Casa Grande Soil Series
Casa Grande Soil Series
Official State Soil of Arizona
State Soil of Arizona
- Status
- state soil
Arizona State Soil
The Casa Grande soil series is Arizona's recognized state soil. It sits on the flat basin floors and ancient fan terraces of southern Arizona — nearly level ground built from river alluvium washed down from surrounding mountain ranges over thousands of years.
Casa Grande soil is a desert soil with a problem: salt. High heat, very low rainfall — about 7 inches a year — and poor drainage cause sodium and calcium salts to concentrate in the subsoil. That salt layer makes the soil naturally alkaline, sometimes reaching a pH of 9.6. Without irrigation, most crops cannot grow in it.
Why Arizona Chose the Casa Grande Soil
Soil scientists at the USDA Natural Resources Conservation Service selected the Casa Grande series to represent Arizona because it captures the state's defining landscape: the hot, flat desert basins of the Sonoran Desert where Arizona's agricultural history began.
The series was first described in Pinal County in 1936 and is named after the city of Casa Grande and the nearby Casa Grande National Monument — home of a large earthen structure built by the Hohokam people nearly 1,000 years ago.

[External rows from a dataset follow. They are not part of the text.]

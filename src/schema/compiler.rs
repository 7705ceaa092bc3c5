use std::collections::{HashMap, HashSet};
use std::sync::Mutex;

use crate::traits::SchemaCompiler;

use super::{Column, CompiledSchema, ForeignKey, IndexDef};

const COLUMN_TYPES: [&str; 12] = [
    "short", "int", "longlong", "u_short", "u_int", "float", "double", "cstring", "byte",
    "datetime", "blob", "vutf8",
];

/// Line-oriented schema compiler used by the local node and in tests.
///
/// ```text
/// # comment
/// column id int
/// column name cstring null default 'none'
/// index pk unique id
/// index by_name name,id
/// constraint by_name -> other:pk
/// ```
///
/// Loaded schemas are registered as transient objects until `backout` removes them.
#[derive(Default)]
pub struct TextSchemaCompiler {
    loaded: Mutex<HashMap<String, CompiledSchema>>,
}

impl TextSchemaCompiler {
    pub fn new() -> Self {
        Self::default()
    }

    /// Number of loaded schemas that have not been backed out
    pub fn live_transients(&self) -> usize {
        self.loaded.lock().unwrap().len()
    }

    pub fn is_loaded(&self, table: &str) -> bool {
        self.loaded.lock().unwrap().contains_key(table)
    }

    pub fn parse(table: &str, text: &str) -> Result<CompiledSchema, String> {
        let mut schema = CompiledSchema {
            table: table.to_string(),
            columns: Vec::new(),
            indexes: Vec::new(),
            constraints: Vec::new(),
        };
        let mut errors = Vec::new();

        for (lineno, raw) in text.lines().enumerate() {
            let line = raw.trim();
            if line.is_empty() || line.starts_with('#') {
                continue;
            }
            let result = match line.split_whitespace().next() {
                Some("column") => parse_column(line).map(|c| schema.columns.push(c)),
                Some("index") => parse_index(line).map(|i| schema.indexes.push(i)),
                Some("constraint") => parse_constraint(line).map(|c| schema.constraints.push(c)),
                Some(other) => Err(format!("unknown directive '{}'", other)),
                None => Ok(()),
            };
            if let Err(e) = result {
                errors.push(format!("line {}: {}", lineno + 1, e));
            }
        }

        errors.extend(check_references(&schema));

        if errors.is_empty() {
            Ok(schema)
        } else {
            Err(errors.join("\n"))
        }
    }
}

fn parse_column(line: &str) -> Result<Column, String> {
    let mut parts = line.split_whitespace().skip(1);
    let name = parts.next().ok_or("column needs a name")?;
    let ty = parts.next().ok_or("column needs a type")?;
    if !COLUMN_TYPES.contains(&ty) {
        return Err(format!("unknown column type '{}'", ty));
    }

    let mut column = Column {
        name: name.to_string(),
        ty: ty.to_string(),
        nullable: false,
        default: None,
    };
    while let Some(word) = parts.next() {
        match word {
            "null" => column.nullable = true,
            "default" => {
                let value = parts.next().ok_or("default needs a value")?;
                column.default = Some(value.to_string());
            }
            other => return Err(format!("unexpected '{}' in column {}", other, name)),
        }
    }
    Ok(column)
}

fn parse_index(line: &str) -> Result<IndexDef, String> {
    let mut parts = line.split_whitespace().skip(1);
    let name = parts.next().ok_or("index needs a name")?;
    let mut next = parts.next().ok_or("index needs columns")?;
    let unique = next == "unique";
    if unique {
        next = parts.next().ok_or("index needs columns")?;
    }
    if let Some(extra) = parts.next() {
        return Err(format!("unexpected '{}' in index {}", extra, name));
    }
    Ok(IndexDef {
        name: name.to_string(),
        unique,
        columns: next.split(',').map(|c| c.trim().to_string()).collect(),
    })
}

fn parse_constraint(line: &str) -> Result<ForeignKey, String> {
    let parts: Vec<&str> = line.split_whitespace().collect();
    if parts.len() != 4 || parts[2] != "->" {
        return Err("constraint must be 'constraint <index> -> <table>:<index>'".into());
    }
    let (ref_table, ref_index) = parts[3]
        .split_once(':')
        .ok_or("constraint target must be <table>:<index>")?;
    Ok(ForeignKey {
        index: parts[1].to_string(),
        ref_table: ref_table.to_string(),
        ref_index: ref_index.to_string(),
    })
}

fn check_references(schema: &CompiledSchema) -> Vec<String> {
    let mut errors = Vec::new();
    if schema.columns.is_empty() {
        errors.push("schema has no columns".to_string());
    }

    let mut seen = HashSet::new();
    for column in &schema.columns {
        if !seen.insert(column.name.as_str()) {
            errors.push(format!("duplicate column '{}'", column.name));
        }
    }

    let mut seen = HashSet::new();
    for index in &schema.indexes {
        if !seen.insert(index.name.as_str()) {
            errors.push(format!("duplicate index '{}'", index.name));
        }
        for col in &index.columns {
            if schema.column(col).is_none() {
                errors.push(format!("index '{}' uses unknown column '{}'", index.name, col));
            }
        }
    }

    for fk in &schema.constraints {
        if schema.index(&fk.index).is_none() {
            errors.push(format!("constraint uses unknown index '{}'", fk.index));
        }
    }
    errors
}

impl SchemaCompiler for TextSchemaCompiler {
    fn compile(&self, table: &str, text: &str) -> Result<CompiledSchema, String> {
        Self::parse(table, text)
    }

    fn load(&self, table: &str, text: &str) -> Result<CompiledSchema, String> {
        let schema = Self::parse(table, text)?;
        self.loaded
            .lock()
            .unwrap()
            .insert(table.to_string(), schema.clone());
        Ok(schema)
    }

    fn backout(&self, table: &str) {
        self.loaded.lock().unwrap().remove(table);
    }
}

Arizona's Legislature has not passed a formal law designating an official state soil. The Casa Grande series is recognized by the USDA as Arizona's representative state soil, chosen by Arizona soil scientists to represent the desert basins at the heart of the state's farming history.
Casa Grande Soil Profile and Horizons
If you dug into Casa Grande soil, you would start in pale, dry sandy loam — light in color and loose in your hand. A few inches down, the soil tightens into clay and darkens slightly. Deeper still, the subsoil is packed with salt crystals and calcium carbonate. The deeper you go, the more alkaline it gets.

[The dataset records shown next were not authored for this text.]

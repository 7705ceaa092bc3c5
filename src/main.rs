use directories::ProjectDirs;
use log::{debug, error};

use livesc::cli::Cli;
use livesc::config::{Config, CONFIG};
use livesc::logging::init_logging;

fn main() {
    let project_dirs = match ProjectDirs::from("", "", "livesc") {
        Some(dirs) => dirs,
        None => {
            eprintln!("Could not determine the livesc data directory");
            std::process::exit(1);
        }
    };

    let config = CONFIG.get_or_init(|| Config::load_config(&project_dirs));

    let log_dir = project_dirs.data_local_dir().join("logs");
    let _logger = match init_logging(&config.logging, &log_dir) {
        Ok(handle) => handle,
        Err(err) => {
            eprintln!("Failed to start logging: {}", err);
            std::process::exit(1);
        }
    };
    debug!("Command-line args: {:?}", std::env::args_os().collect::<Vec<_>>());

    if let Err(err) = Cli::handle_command_line(config) {
        error!("{:?}", err);
        eprintln!("{}", err);
        std::process::exit(1);
    }
}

Where Casa Grande Soil Grows in Arizona
Casa Grande soil is found on the flat basin floors and fan terraces of southern and central Arizona, in the heart of the Sonoran Desert. About 260,000 acres have been mapped, but there are likely several million acres more across central and southwestern Arizona that have not yet been fully surveyed.
The soil sits at elevations of 700 to 2,000 feet, on nearly level ground with slopes of 0 to 5 percent. The type location — the official reference site for the series — is on the Gila River Indian Reservation in Maricopa County.

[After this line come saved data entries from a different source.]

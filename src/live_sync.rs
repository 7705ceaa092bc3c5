// Routing of live DML into the shadow table while a migration copies the
// origin in the background.
//
// For each stripe the copier keeps a cursor: every genid at or before it has
// already been copied, every genid strictly after it will still be copied.
// A DML on the origin therefore only has to be mirrored when it touches the
// copied side of the cursor:
//
//   add     new > cursor           -> nothing, the copier will pick it up
//           new <= cursor          -> mirror add
//   delete  old > cursor           -> nothing, the copier will never see it
//           old <= cursor          -> mirror delete
//   update  old > cur, new > cur   -> nothing
//           old <= cur, new > cur  -> mirror delete(old)
//           old > cur, new <= cur  -> mirror add(new)
//           old <= cur, new <= cur -> mirror update(old -> new)
//
// A zero cursor means the stripe has not been started, so nothing is mirrored.

use log::{debug, error};
use std::sync::Arc;

use crate::error::ScError;
use crate::genid::Genid;
use crate::shadow::{KeyMask, Record, ShadowTable};
use crate::traits::{ShadowWriter, StripeLocator, UpdateKeys};

/// Why a DML was not mirrored
#[derive(Debug, Clone, Copy, PartialEq, Eq)]
pub enum SkipReason {
    NotLive,
    StripeOutOfRange(usize),
    StripeNotStarted,
    AheadOfCursor,
}

/// What the interceptor did with one DML
#[derive(Debug, Clone, Copy, PartialEq, Eq)]
pub enum MirrorAction {
    Skipped(SkipReason),
    Add(Genid),
    Delete(Genid),
    Update { old: Genid, new: Genid },
}

/// Link from an origin table to the shadow it is migrating into
pub struct LiveSync {
    origin: String,
    shadow: Arc<ShadowTable>,
    live: bool,
    locator: Arc<dyn StripeLocator>,
}

impl LiveSync {
    pub fn new(
        origin: &str,
        shadow: Arc<ShadowTable>,
        live: bool,
        locator: Arc<dyn StripeLocator>,
    ) -> Self {
        LiveSync {
            origin: origin.to_string(),
            shadow,
            live,
            locator,
        }
    }

    pub fn origin(&self) -> &str {
        &self.origin
    }

    pub fn shadow(&self) -> &Arc<ShadowTable> {
        &self.shadow
    }

    pub fn is_live(&self) -> bool {
        self.live
    }

    /// Cursor governing `genid`, or the reason interception is off for it
    fn cursor_for(&self, op: &str, genid: Genid) -> Result<Genid, SkipReason> {
        if !self.live {
            return Err(SkipReason::NotLive);
        }
        let stripe = self.locator.stripe_of(genid);
        let cursor = match self.shadow.cursors.get(stripe) {
            Some(cursor) => cursor,
            None => {
                error!(
                    "{}: genid {} stripe {} out of range!",
                    op, genid, stripe
                );
                return Err(SkipReason::StripeOutOfRange(stripe));
            }
        };
        if cursor.is_zero() {
            return Err(SkipReason::StripeNotStarted);
        }
        Ok(cursor)
    }

    pub fn post_add<W: ShadowWriter>(
        &self,
        writer: &W,
        txn: &mut W::Txn,
        genid: Genid,
        record: &Record,
        keys: KeyMask,
    ) -> Result<MirrorAction, ScError> {
        let cursor = match self.cursor_for("live_sc_post_add", genid) {
            Ok(cursor) => cursor,
            Err(reason) => return Ok(MirrorAction::Skipped(reason)),
        };
        if genid > cursor {
            return Ok(MirrorAction::Skipped(SkipReason::AheadOfCursor));
        }
        writer.add(txn, genid, record, keys)?;
        Ok(MirrorAction::Add(genid))
    }

    pub fn post_delete<W: ShadowWriter>(
        &self,
        writer: &W,
        txn: &mut W::Txn,
        genid: Genid,
        old: &Record,
        keys: KeyMask,
    ) -> Result<MirrorAction, ScError> {
        let cursor = match self.cursor_for("live_sc_post_delete", genid) {
            Ok(cursor) => cursor,
            Err(reason) => return Ok(MirrorAction::Skipped(reason)),
        };
        if genid > cursor {
            return Ok(MirrorAction::Skipped(SkipReason::AheadOfCursor));
        }
        writer.delete(txn, genid, old, keys)?;
        Ok(MirrorAction::Delete(genid))
    }

    /// Both genids are judged against the cursor of the old genid's stripe
    #[allow(clippy::too_many_arguments)]
    pub fn post_update<W: ShadowWriter>(
        &self,
        writer: &W,
        txn: &mut W::Txn,
        old_genid: Genid,
        old: &Record,
        new_genid: Genid,
        new: &Record,
        keys: UpdateKeys<'_>,
    ) -> Result<MirrorAction, ScError> {
        let cursor = match self.cursor_for("live_sc_post_update", old_genid) {
            Ok(cursor) => cursor,
            Err(reason) => return Ok(MirrorAction::Skipped(reason)),
        };

        let old_past = old_genid > cursor;
        let new_past = new_genid > cursor;

        match (old_past, new_past) {
            (true, true) => {
                debug!(
                    "C1: cursor {} ... old {} new {}",
                    cursor, old_genid, new_genid
                );
                Ok(MirrorAction::Skipped(SkipReason::AheadOfCursor))
            }
            (false, true) => {
                debug!(
                    "C2: old {} ... cursor {} ... new {}",
                    old_genid, cursor, new_genid
                );
                writer.delete(txn, old_genid, old, keys.delete)?;
                Ok(MirrorAction::Delete(old_genid))
            }
            (true, false) => {
                debug!(
                    "C3: new {} ... cursor {} ... old {}",
                    new_genid, cursor, old_genid
                );
                writer.add(txn, new_genid, new, keys.insert)?;
                Ok(MirrorAction::Add(new_genid))
            }
            (false, false) => {
                debug!(
                    "C4: old {} new {} ... cursor {}",
                    old_genid, new_genid, cursor
                );
                writer.update(txn, old_genid, old, new_genid, new, keys)?;
                Ok(MirrorAction::Update {
                    old: old_genid,
                    new: new_genid,
                })
            }
        }
    }

    /// Index inserts an update deferred until after its constraint checks
    pub fn delayed_key_adds<W: ShadowWriter>(
        &self,
        writer: &W,
        txn: &mut W::Txn,
        new_genid: Genid,
        record: &Record,
        keys: KeyMask,
    ) -> Result<(), ScError> {
        writer.add_deferred_keys(txn, new_genid, record, keys)
    }
}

Farming and Forests on Casa Grande Soil
In its natural desert state, Casa Grande soil supports saltbush, wolfberry, and scattered mesquite — plants adapted to heat, low rainfall, and high salt levels. These are the same plants that covered Arizona's basin floors before irrigation agriculture arrived.
With irrigation, Casa Grande soil becomes productive farmland. Water flushes the excess salt downward and allows crops to establish. The main uses are irrigated cotton, small grains, and vegetables — the same crops the Hohokam raised here nearly 1,000 years ago using an elaborate canal system.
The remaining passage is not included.